Portable Water Purifier ‘Blue Life’ Wins Imagineering Competition
Sophomore Justin Fiaschetti grabs top prize
By Liz Sheeley
Clean water can be hard to come by in parts of the world where advanced plumbing systems with water filters aren’t common. One past solution has been to use ultraviolet light, and now with the increased capability of LEDs to provide a UV light source, this option has become safe, affordable, easy to implement in households and potentially portable. Sophomore Justin Fiaschetti (ME), the 2019 student winner of the Imagineering Competition, hopes to use the UV-light capability to kill bacteria to turn unsafe water into a clean and safe option.
The Imagineering Competition invites undergraduates to submit extracurricular projects that showcase their creativity and entrepreneurial capabilities for a chance to win cash prizes and develop their project further. The winning project this year is called Blue Life, a portable, hand-crank-powered water purifier that uses UVc LED lights to purify water. He came up with the idea after traveling to Kenya, where access to clean water can be a problem especially for some nomadic tribes.
“I think the committee liked that I took an experience that I had and applied it to engineering rather than trying to fit an idea to a problem,” says Fiaschetti. “This purifier will be fully sustainable and fully independent by using the reliability of LEDs to purify the water.”
The solutions to provide clean water to those living or traveling in low-resource areas has mostly been portable water filters that need to be replaced every few months or require regular maintenance, or chemical purification that can be harmful to the environment.
Before UVc LED bulbs were manufactured, the only way to get a UV light was from a mercury bulb, which is dangerous to humans and the environment, and needs to be handled carefully. LED bulbs are more versatile and allowed Fiaschetti to create a purification system with the lights inside of a tube that the water would pass through to get clean.
“Earlier this year when I was taking a fluid dynamics class, I took a study break and walked along the esplanade,” says Fiaschetti. “During that break I had this idea of generating power from water pressure, but it wasn’t fully formed yet. Although the prototype I eventually built of Blue Life doesn’t work off of a water pressure differential that initial spark gave me the idea, and then through trial and error I was able to come up with a proof-of-concept prototype.”
As the winner, Fiaschetti will receive a $3,000 grant for product development, assistance with patent filing and intellectual property, an invitation to serve on the competition committee next year and marketing analysis consultation.
Fiaschetti says he’s grateful that the College puts on the Imagineering Competition every year and that he looks forward to it. Last year he entered and won the Best in Class prize as a first-year student for his design of a collapsible longboard.
The second place prize went to Adin Field (ME), a junior, who presented a cellular-connected refrigerator monitor. The device sits in a fridge and uses SMS to alert owners if the temperature of the fridge has gone down below safety standard levels. His prize is $1,500 along with assistance in patent submission and marketing analysis consultation.

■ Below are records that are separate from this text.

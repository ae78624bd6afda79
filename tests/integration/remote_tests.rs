//! Integration tests for cloud-driven configuration and commands.

use ecowatt::app::events::AppEvent;
use ecowatt::config::{Period, load_period};
use ecowatt::registers::RegisterId;
use ecowatt::scheduler::TaskId;

use super::mock_hw::Rig;

fn result_bodies(rig: &Rig) -> Vec<serde_json::Value> {
    rig.cloud
        .requests_to("/commands/result")
        .iter()
        .map(|r| serde_json::from_str(&r.body).unwrap())
        .collect()
}

// ── Configuration ─────────────────────────────────────────────

#[test]
fn poll_period_and_selection_follow_the_cloud() {
    let mut rig = Rig::new();
    rig.cloud.config_changes.push_back(
        r#"{"Changed":true,"pollFreqChanged":true,"newPollTimer":2,
            "regsChanged":true,"regsCount":2,"regs":513}"#
            .into(),
    );
    let mut service = rig.boot();
    rig.run_for_ms(&mut service, 5_000);

    assert_eq!(service.scheduler().slot(TaskId::Poll).period_us, 2_000_000);
    assert_eq!(load_period(&rig.nvs, Period::Poll), 2_000_000);
    assert!(rig.events.events.iter().any(|e| matches!(
        e,
        AppEvent::ConfigApplied { task: TaskId::Poll, period_us: 2_000_000 }
    )));
    assert_eq!(
        service.core().config().selection.as_slice(),
        &[RegisterId::Vac1, RegisterId::Pac]
    );

    // The next poll fires one new period after the change.
    rig.run_for_ms(&mut service, 2_000);
    assert!(rig.events.has_line("SAMPLE | t=7000 Vac1=2304 Pac=4100"));
}

#[test]
fn upload_period_change_reprograms_the_scheduler() {
    let mut rig = Rig::new();
    rig.cloud
        .config_changes
        .push_back(r#"{"Changed":true,"uploadFreqChanged":true,"newUploadTimer":60}"#.into());
    let mut service = rig.boot();
    rig.run_for_ms(&mut service, 5_000);

    assert_eq!(service.scheduler().slot(TaskId::Upload).period_us, 60_000_000);
    assert_eq!(service.scheduler().slot(TaskId::Poll).period_us, 5_000_000);

    // The old 30 s upload no longer fires.
    rig.run_for_ms(&mut service, 30_000);
    assert_eq!(rig.cloud.count("/process"), 0);
}

#[test]
fn unchanged_config_leaves_everything_alone() {
    let mut rig = Rig::new();
    let mut service = rig.boot();
    rig.run_for_ms(&mut service, 20_000);

    assert_eq!(rig.cloud.count("/config/changes/"), 4);
    assert!(!rig.events.has_line("CONFIG |"));
    assert_eq!(service.core().config().selection.len(), 10);
}

// ── Commands ──────────────────────────────────────────────────

#[test]
fn set_power_limits_the_export_register() {
    let mut rig = Rig::new();
    rig.cloud.commands.push_back(
        r#"{"command":{"command_id":7,"command_type":"set_power","parameters":{"power_watts":5000}}}"#
            .into(),
    );
    let mut service = rig.boot();
    rig.run_for_ms(&mut service, 10_000);

    // 5000 W of a 10 kW inverter.
    assert_eq!(rig.cloud.registers[8], 50);
    assert_eq!(rig.cloud.count("/api/inverter/write"), 1);
    assert!(rig.events.has_line("COMMAND | type=set_power success=true"));

    let results = result_bodies(&rig);
    assert_eq!(results.len(), 1);
    assert_eq!(results[0]["command_id"], 7);
    assert_eq!(results[0]["status"], "completed");
    assert_eq!(service.core().executor().stats().successful, 1);
}

#[test]
fn write_register_and_stats_commands_round_trip() {
    let mut rig = Rig::new();
    rig.cloud.commands.push_back(
        r#"{"command":{"command_id":"c-1","command_type":"write_register",
            "parameters":{"register_address":8,"value":75}}}"#
            .into(),
    );
    rig.cloud.commands.push_back(
        r#"{"command":{"command_id":"c-2","command_type":"get_peripheral_stats","parameters":{}}}"#
            .into(),
    );
    let mut service = rig.boot();
    rig.run_for_ms(&mut service, 20_000);

    assert_eq!(rig.cloud.registers[8], 75);
    let results = result_bodies(&rig);
    assert_eq!(results.len(), 2);
    assert_eq!(results[0]["command_id"], "c-1");
    let stats: serde_json::Value =
        serde_json::from_str(results[1]["result"].as_str().unwrap()).unwrap();
    assert!(stats["power_cycles"].as_u64().unwrap() >= 1);
    assert_eq!(stats["is_on"], false);
}

#[test]
fn unknown_command_is_reported_as_failed() {
    let mut rig = Rig::new();
    rig.cloud.commands.push_back(
        r#"{"command":{"command_id":9,"command_type":"self_destruct","parameters":{}}}"#.into(),
    );
    let mut service = rig.boot();
    rig.run_for_ms(&mut service, 10_000);

    let results = result_bodies(&rig);
    assert_eq!(results[0]["status"], "failed");
    assert!(results[0]["result"].as_str().unwrap().contains("self_destruct"));
    assert!(rig.events.has_line("COMMAND | type=self_destruct success=false"));
    assert_eq!(service.core().executor().stats().failed, 1);
}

The committee then awarded four Best in Class prizes of $500 each. The first-year student prize went to Peter Siegel (ME) for his non-rigid airborne wind turbine. Sadie Allen (ECE) and Constantinos Gerontis (ECE) won Best in Class for sophomores – they designed a smart, linkable organization system called Modulo. Kaihui Gou (ECE), Kang Tai (ECE) and Andrea Cheng (ECE) were awarded the junior prize for their remote control assistance robot.
Nikunj Khetan (ME) took home the senior prize for his quadcopter drone that would work in collaboration with his senior design project, RiverSonde that maps water pollution.
The Imagineering Competition is supported by John Maccarone (ENG ’66).